*** SUPPLIED INFORMATION
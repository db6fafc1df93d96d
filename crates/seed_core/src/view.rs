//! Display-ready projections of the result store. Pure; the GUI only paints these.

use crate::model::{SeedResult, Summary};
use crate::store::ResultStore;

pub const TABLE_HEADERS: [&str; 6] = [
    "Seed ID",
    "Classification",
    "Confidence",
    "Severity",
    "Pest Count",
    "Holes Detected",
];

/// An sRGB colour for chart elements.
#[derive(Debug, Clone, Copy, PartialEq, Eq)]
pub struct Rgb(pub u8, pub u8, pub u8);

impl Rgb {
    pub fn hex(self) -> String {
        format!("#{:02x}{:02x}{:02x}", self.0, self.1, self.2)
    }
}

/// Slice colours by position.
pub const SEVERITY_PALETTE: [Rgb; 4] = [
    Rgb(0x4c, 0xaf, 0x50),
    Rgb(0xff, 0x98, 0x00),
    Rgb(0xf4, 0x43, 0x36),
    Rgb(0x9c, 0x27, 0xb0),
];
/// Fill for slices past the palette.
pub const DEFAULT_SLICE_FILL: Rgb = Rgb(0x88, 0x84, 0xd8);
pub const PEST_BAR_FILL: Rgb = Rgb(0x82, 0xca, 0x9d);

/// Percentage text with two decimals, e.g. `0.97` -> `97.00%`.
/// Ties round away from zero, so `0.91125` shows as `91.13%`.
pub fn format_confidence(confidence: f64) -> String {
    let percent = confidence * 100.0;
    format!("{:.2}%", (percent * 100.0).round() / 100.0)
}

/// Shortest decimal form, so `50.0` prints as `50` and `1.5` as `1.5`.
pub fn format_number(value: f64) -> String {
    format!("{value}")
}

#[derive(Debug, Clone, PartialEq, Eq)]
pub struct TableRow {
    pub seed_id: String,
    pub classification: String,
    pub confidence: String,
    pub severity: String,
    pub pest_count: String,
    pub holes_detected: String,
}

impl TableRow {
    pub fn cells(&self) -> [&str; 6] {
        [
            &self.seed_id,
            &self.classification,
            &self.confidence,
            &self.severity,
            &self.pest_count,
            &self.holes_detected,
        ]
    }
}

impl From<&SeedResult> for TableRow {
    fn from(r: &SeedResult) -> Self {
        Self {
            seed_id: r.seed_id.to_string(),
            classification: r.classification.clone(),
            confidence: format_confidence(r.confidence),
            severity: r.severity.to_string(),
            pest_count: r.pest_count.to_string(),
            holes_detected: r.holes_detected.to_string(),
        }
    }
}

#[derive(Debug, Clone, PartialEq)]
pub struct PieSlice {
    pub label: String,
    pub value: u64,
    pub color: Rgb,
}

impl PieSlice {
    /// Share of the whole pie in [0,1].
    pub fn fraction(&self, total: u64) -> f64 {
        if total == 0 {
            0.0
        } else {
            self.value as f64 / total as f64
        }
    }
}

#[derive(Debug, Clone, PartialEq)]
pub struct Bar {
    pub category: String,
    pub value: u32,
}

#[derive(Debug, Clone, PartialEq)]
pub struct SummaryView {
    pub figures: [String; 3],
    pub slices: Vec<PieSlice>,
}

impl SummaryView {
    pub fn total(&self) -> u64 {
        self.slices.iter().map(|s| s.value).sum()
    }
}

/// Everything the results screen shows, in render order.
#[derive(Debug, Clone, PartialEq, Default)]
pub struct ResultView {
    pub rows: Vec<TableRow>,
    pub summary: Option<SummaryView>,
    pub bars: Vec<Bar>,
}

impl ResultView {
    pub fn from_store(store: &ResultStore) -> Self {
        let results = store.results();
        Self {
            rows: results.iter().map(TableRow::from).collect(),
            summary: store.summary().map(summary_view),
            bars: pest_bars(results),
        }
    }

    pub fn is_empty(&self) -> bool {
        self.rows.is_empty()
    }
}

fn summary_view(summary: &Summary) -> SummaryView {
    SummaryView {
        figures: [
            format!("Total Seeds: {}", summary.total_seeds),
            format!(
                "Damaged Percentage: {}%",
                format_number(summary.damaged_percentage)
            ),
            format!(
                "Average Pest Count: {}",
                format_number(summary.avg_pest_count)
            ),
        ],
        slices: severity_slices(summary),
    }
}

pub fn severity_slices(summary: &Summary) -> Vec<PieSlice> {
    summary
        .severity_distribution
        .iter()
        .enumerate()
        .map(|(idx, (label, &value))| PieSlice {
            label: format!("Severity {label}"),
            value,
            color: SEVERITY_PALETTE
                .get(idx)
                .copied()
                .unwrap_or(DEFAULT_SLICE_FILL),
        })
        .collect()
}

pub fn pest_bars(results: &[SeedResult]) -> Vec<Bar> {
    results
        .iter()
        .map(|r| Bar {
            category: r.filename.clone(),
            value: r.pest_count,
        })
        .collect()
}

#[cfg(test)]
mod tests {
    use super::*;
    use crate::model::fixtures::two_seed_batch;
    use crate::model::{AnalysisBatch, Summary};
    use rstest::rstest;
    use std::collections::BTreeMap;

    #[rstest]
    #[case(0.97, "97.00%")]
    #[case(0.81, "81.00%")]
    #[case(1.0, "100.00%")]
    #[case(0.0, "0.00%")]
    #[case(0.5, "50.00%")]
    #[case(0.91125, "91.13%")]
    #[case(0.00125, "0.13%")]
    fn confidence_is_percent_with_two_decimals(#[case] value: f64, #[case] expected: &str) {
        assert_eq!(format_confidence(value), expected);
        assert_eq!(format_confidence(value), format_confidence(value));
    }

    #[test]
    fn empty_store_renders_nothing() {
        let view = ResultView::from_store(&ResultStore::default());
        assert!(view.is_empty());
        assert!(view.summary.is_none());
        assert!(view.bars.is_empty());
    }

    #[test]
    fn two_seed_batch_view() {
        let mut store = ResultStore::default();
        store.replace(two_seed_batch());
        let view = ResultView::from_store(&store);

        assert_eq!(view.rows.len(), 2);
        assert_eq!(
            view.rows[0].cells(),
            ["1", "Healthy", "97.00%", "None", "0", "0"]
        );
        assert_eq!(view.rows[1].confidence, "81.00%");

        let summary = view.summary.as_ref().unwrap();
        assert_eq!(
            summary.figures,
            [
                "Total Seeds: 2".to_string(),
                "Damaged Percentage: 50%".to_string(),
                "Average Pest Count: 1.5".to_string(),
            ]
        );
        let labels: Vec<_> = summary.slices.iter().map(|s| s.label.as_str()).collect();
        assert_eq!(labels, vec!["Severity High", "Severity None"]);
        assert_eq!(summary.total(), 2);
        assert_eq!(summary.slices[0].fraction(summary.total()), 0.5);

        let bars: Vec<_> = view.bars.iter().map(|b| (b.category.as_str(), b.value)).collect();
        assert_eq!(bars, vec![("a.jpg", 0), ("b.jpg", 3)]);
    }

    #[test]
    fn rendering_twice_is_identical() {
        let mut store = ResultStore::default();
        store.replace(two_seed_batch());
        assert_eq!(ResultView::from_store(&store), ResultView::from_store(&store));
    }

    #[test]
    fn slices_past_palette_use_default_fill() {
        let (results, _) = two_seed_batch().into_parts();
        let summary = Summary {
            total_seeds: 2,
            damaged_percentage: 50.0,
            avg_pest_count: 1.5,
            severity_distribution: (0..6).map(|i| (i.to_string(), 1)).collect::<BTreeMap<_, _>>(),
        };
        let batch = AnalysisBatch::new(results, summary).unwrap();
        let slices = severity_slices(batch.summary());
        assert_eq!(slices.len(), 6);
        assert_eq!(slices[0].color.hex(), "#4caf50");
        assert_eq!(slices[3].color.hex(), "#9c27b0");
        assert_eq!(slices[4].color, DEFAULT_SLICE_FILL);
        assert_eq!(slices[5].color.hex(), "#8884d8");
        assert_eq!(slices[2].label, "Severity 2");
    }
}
******
WHAT YOU SHOULD DO -
Recopy the entries above exactly, with every line included.

RESPONSE BELOW -
repository db6fafc1df93d96d
filename crates/seed_core/src/view.rs
//! Display-ready projections of the result store. Pure; the GUI only paints these.

use crate::model::{SeedResult, Summary};
use crate::store::ResultStore;

pub const TABLE_HEADERS: [&str; 6] = [
    "Seed ID",
    "Classification",
    "Confidence",
    "Severity",
    "Pest Count",
    "Holes Detected",
];

/// An sRGB colour for chart elements.
#[derive(Debug, Clone, Copy, PartialEq, Eq)]
pub struct Rgb(pub u8, pub u8, pub u8);

impl Rgb {
    pub fn hex(self) -> String {
        format!("#{:02x}{:02x}{:02x}", self.0, self.1, self.2)
    }
}

/// Slice colours by position.
pub const SEVERITY_PALETTE: [Rgb; 4] = [
    Rgb(0x4c, 0xaf, 0x50),
    Rgb(0xff, 0x98, 0x00),
    Rgb(0xf4, 0x43, 0x36),
    Rgb(0x9c, 0x27, 0xb0),
];
/// Fill for slices past the palette.
pub const DEFAULT_SLICE_FILL: Rgb = Rgb(0x88, 0x84, 0xd8);
pub const PEST_BAR_FILL: Rgb = Rgb(0x82, 0xca, 0x9d);

/// Percentage text with two decimals, e.g. `0.97` -> `97.00%`.
/// Ties round away from zero, so `0.91125` shows as `91.13%`.
pub fn format_confidence(confidence: f64) -> String {
    let percent = confidence * 100.0;
    format!("{:.2}%", (percent * 100.0).round() / 100.0)
}

/// Shortest decimal form, so `50.0` prints as `50` and `1.5` as `1.5`.
pub fn format_number(value: f64) -> String {
    format!("{value}")
}

#[derive(Debug, Clone, PartialEq, Eq)]
pub struct TableRow {
    pub seed_id: String,
    pub classification: String,
    pub confidence: String,
    pub severity: String,
    pub pest_count: String,
    pub holes_detected: String,
}

impl TableRow {
    pub fn cells(&self) -> [&str; 6] {
        [
            &self.seed_id,
            &self.classification,
            &self.confidence,
            &self.severity,
            &self.pest_count,
            &self.holes_detected,
        ]
    }
}

impl From<&SeedResult> for TableRow {
    fn from(r: &SeedResult) -> Self {
        Self {
            seed_id: r.seed_id.to_string(),
            classification: r.classification.clone(),
            confidence: format_confidence(r.confidence),
            severity: r.severity.to_string(),
            pest_count: r.pest_count.to_string(),
            holes_detected: r.holes_detected.to_string(),
        }
    }
}

#[derive(Debug, Clone, PartialEq)]
pub struct PieSlice {
    pub label: String,
    pub value: u64,
    pub color: Rgb,
}

impl PieSlice {
    /// Share of the whole pie in [0,1].
    pub fn fraction(&self, total: u64) -> f64 {
        if total == 0 {
            0.0
        } else {
            self.value as f64 / total as f64
        }
    }
}

#[derive(Debug, Clone, PartialEq)]
pub struct Bar {
    pub category: String,
    pub value: u32,
}

#[derive(Debug, Clone, PartialEq)]
pub struct SummaryView {
    pub figures: [String; 3],
    pub slices: Vec<PieSlice>,
}

impl SummaryView {
    pub fn total(&self) -> u64 {
        self.slices.iter().map(|s| s.value).sum()
    }
}

/// Everything the results screen shows, in render order.
#[derive(Debug, Clone, PartialEq, Default)]
pub struct ResultView {
    pub rows: Vec<TableRow>,
    pub summary: Option<SummaryView>,
    pub bars: Vec<Bar>,
}

impl ResultView {
    pub fn from_store(store: &ResultStore) -> Self {
        let results = store.results();
        Self {
            rows: results.iter().map(TableRow::from).collect(),
            summary: store.summary().map(summary_view),
            bars: pest_bars(results),
        }
    }

    pub fn is_empty(&self) -> bool {
        self.rows.is_empty()
    }
}

fn summary_view(summary: &Summary) -> SummaryView {
    SummaryView {
        figures: [
            format!("Total Seeds: {}", summary.total_seeds),
            format!(
                "Damaged Percentage: {}%",
                format_number(summary.damaged_percentage)
            ),
            format!(
                "Average Pest Count: {}",
                format_number(summary.avg_pest_count)
            ),
        ],
        slices: severity_slices(summary),
    }
}

pub fn severity_slices(summary: &Summary) -> Vec<PieSlice> {
    summary
        .severity_distribution
        .iter()
        .enumerate()
        .map(|(idx, (label, &value))| PieSlice {
            label: format!("Severity {label}"),
            value,
            color: SEVERITY_PALETTE
                .get(idx)
                .copied()
                .unwrap_or(DEFAULT_SLICE_FILL),
        })
        .collect()
}

pub fn pest_bars(results: &[SeedResult]) -> Vec<Bar> {
    results
        .iter()
        .map(|r| Bar {
            category: r.filename.clone(),
            value: r.pest_count,
        })
        .collect()
}

#[cfg(test)]
mod tests {
    use super::*;
    use crate::model::fixtures::two_seed_batch;
    use crate::model::{AnalysisBatch, Summary};
    use rstest::rstest;
    use std::collections::BTreeMap;

    #[rstest]
    #[case(0.97, "97.00%")]
    #[case(0.81, "81.00%")]
    #[case(1.0, "100.00%")]
    #[case(0.0, "0.00%")]
    #[case(0.5, "50.00%")]
    #[case(0.91125, "91.13%")]
    #[case(0.00125, "0.13%")]
    fn confidence_is_percent_with_two_decimals(#[case] value: f64, #[case] expected: &str) {
        assert_eq!(format_confidence(value), expected);
        assert_eq!(format_confidence(value), format_confidence(value));
    }

    #[test]
    fn empty_store_renders_nothing() {
        let view = ResultView::from_store(&ResultStore::default());
        assert!(view.is_empty());
        assert!(view.summary.is_none());
        assert!(view.bars.is_empty());
    }

    #[test]
    fn two_seed_batch_view() {
        let mut store = ResultStore::default();
        store.replace(two_seed_batch());
        let view = ResultView::from_store(&store);

        assert_eq!(view.rows.len(), 2);
        assert_eq!(
            view.rows[0].cells(),
            ["1", "Healthy", "97.00%", "None", "0", "0"]
        );
        assert_eq!(view.rows[1].confidence, "81.00%");

        let summary = view.summary.as_ref().unwrap();
        assert_eq!(
            summary.figures,
            [
                "Total Seeds: 2".to_string(),
                "Damaged Percentage: 50%".to_string(),
                "Average Pest Count: 1.5".to_string(),
            ]
        );
        let labels: Vec<_> = summary.slices.iter().map(|s| s.label.as_str()).collect();
        assert_eq!(labels, vec!["Severity High", "Severity None"]);
        assert_eq!(summary.total(), 2);
        assert_eq!(summary.slices[0].fraction(summary.total()), 0.5);

        let bars: Vec<_> = view.bars.iter().map(|b| (b.category.as_str(), b.value)).collect();
        assert_eq!(bars, vec![("a.jpg", 0), ("b.jpg", 3)]);
    }

    #[test]
    fn rendering_twice_is_identical() {
        let mut store = ResultStore::default();
        store.replace(two_seed_batch());
        assert_eq!(ResultView::from_store(&store), ResultView::from_store(&store));
    }

    #[test]
    fn slices_past_palette_use_default_fill() {
        let (results, _) = two_seed_batch().into_parts();
        let summary = Summary {
            total_seeds: 2,
            damaged_percentage: 50.0,
            avg_pest_count: 1.5,
            severity_distribution: (0..6).map(|i| (i.to_string(), 1)).collect::<BTreeMap<_, _>>(),
        };
        let batch = AnalysisBatch::new(results, summary).unwrap();
        let slices = severity_slices(batch.summary());
        assert_eq!(slices.len(), 6);
        assert_eq!(slices[0].color.hex(), "#4caf50");
        assert_eq!(slices[3].color.hex(), "#9c27b0");
        assert_eq!(slices[4].color, DEFAULT_SLICE_FILL);
        assert_eq!(slices[5].color.hex(), "#8884d8");
        assert_eq!(slices[2].label, "Severity 2");
    }
}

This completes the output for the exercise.